— Aim of the exercise —
Of the lines in the data below, write out exactly those from the one holding "pub struct RenderContext<'a>" through the one holding "pub fn new()", both included.
(Beginning of Excerpted data)
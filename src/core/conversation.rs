//! Ordered conversation state and how each message turns into a view entry.

use crate::core::constants::{COUNTERPART_ICON, DISCLAIMER, PLACEHOLDER_TEXT, WELCOME_MESSAGE};
use crate::core::message::{Message, Sender};
use crate::core::view::{Avatar, EntryId, Layout, RenderedEntry, ViewSink};

/// Display inputs that come from settings and identity rather than the message.
#[derive(Debug, Clone, Copy)]
pub struct RenderContext<'a> {
    pub show_disclaimer: bool,
    pub user_initials: &'a str,
}

#[derive(Debug, Clone, PartialEq, Eq)]
pub struct ConversationEntry {
    pub id: EntryId,
    pub message: Message,
    pub pending: bool,
}

#[derive(Debug, Default)]
pub struct Conversation {
    entries: Vec<ConversationEntry>,
    next_id: EntryId,
}

impl Conversation {
    pub fn new() -> Self {
        Self::default()
    }

    pub fn entries(&self) -> &[ConversationEntry] {
        &self.entries
    }

    /// Settled messages in display order; the placeholder is not a message.
    pub fn messages(&self) -> impl Iterator<Item = &Message> {
        self.entries
            .iter()
            .filter(|entry| !entry.pending)
            .map(|entry| &entry.message)
    }

    pub fn len(&self) -> usize {
        self.entries.len()
    }

    pub fn is_empty(&self) -> bool {
        self.entries.is_empty()
    }

    pub fn contains(&self, id: EntryId) -> bool {
        self.entries.iter().any(|entry| entry.id == id)
    }

    pub fn render<V: ViewSink + ?Sized>(
        &mut self,
        message: Message,
        ctx: &RenderContext<'_>,
        view: &mut V,
    ) -> EntryId {
        self.push(message, false, ctx, view)
    }

    /// Appends the transient counterpart entry shown while a reply is pending.
    pub fn render_placeholder<V: ViewSink + ?Sized>(
        &mut self,
        ctx: &RenderContext<'_>,
        view: &mut V,
    ) -> EntryId {
        self.push(Message::bot(PLACEHOLDER_TEXT), true, ctx, view)
    }

    /// Removes an entry; returns false if it was already gone.
    pub fn remove<V: ViewSink + ?Sized>(&mut self, id: EntryId, view: &mut V) -> bool {
        let Some(index) = self.entries.iter().position(|entry| entry.id == id) else {
            return false;
        };
        self.entries.remove(index);
        view.remove(id);
        true
    }

    pub fn clear<V: ViewSink + ?Sized>(&mut self, view: &mut V) {
        self.entries.clear();
        view.clear();
    }

    /// Clears everything and re-seeds the counterpart's welcome message.
    pub fn reset<V: ViewSink + ?Sized>(&mut self, ctx: &RenderContext<'_>, view: &mut V) {
        self.clear(view);
        self.render(Message::bot(WELCOME_MESSAGE), ctx, view);
    }

    /// Wholesale replacement with `messages`, rendered in order.
    pub fn replace_with<V: ViewSink + ?Sized>(
        &mut self,
        messages: impl IntoIterator<Item = Message>,
        ctx: &RenderContext<'_>,
        view: &mut V,
    ) {
        self.clear(view);
        for message in messages {
            self.render(message, ctx, view);
        }
    }

    fn push<V: ViewSink + ?Sized>(
        &mut self,
        message: Message,
        pending: bool,
        ctx: &RenderContext<'_>,
        view: &mut V,
    ) -> EntryId {
        self.next_id += 1;
        let id = self.next_id;
        let entry = build_entry(id, &message, pending, ctx);
        self.entries.push(ConversationEntry {
            id,
            message,
            pending,
        });
        view.append(&entry);
        view.scroll_to_latest();
        id
    }
}

/// Splits message text at embedded line breaks, `\r\n` included.
pub fn normalize_lines(text: &str) -> Vec<String> {
    text.split('\n')
        .map(|line| line.strip_suffix('\r').unwrap_or(line).to_string())
        .collect()
}

pub fn build_entry(
    id: EntryId,
    message: &Message,
    pending: bool,
    ctx: &RenderContext<'_>,
) -> RenderedEntry {
    let (layout, avatar) = match message.sender {
        Sender::User => (
            Layout::OwnSide,
            Avatar::Initials(ctx.user_initials.to_string()),
        ),
        Sender::Bot => (Layout::Counterpart, Avatar::Icon(COUNTERPART_ICON)),
    };
    let disclaimer = (message.is_bot() && ctx.show_disclaimer && !pending).then_some(DISCLAIMER);

    RenderedEntry {
        id,
        sender: message.sender,
        layout,
        avatar,
        lines: normalize_lines(&message.text),
        disclaimer,
        pending,
    }
}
(End of Excerpted data)
— Answer to this problem —
pub struct RenderContext<'a> {
    pub show_disclaimer: bool,
    pub user_initials: &'a str,
}

#[derive(Debug, Clone, PartialEq, Eq)]
pub struct ConversationEntry {
    pub id: EntryId,
    pub message: Message,
    pub pending: bool,
}

#[derive(Debug, Default)]
pub struct Conversation {
    entries: Vec<ConversationEntry>,
    next_id: EntryId,
}

impl Conversation {
    pub fn new() -> Self {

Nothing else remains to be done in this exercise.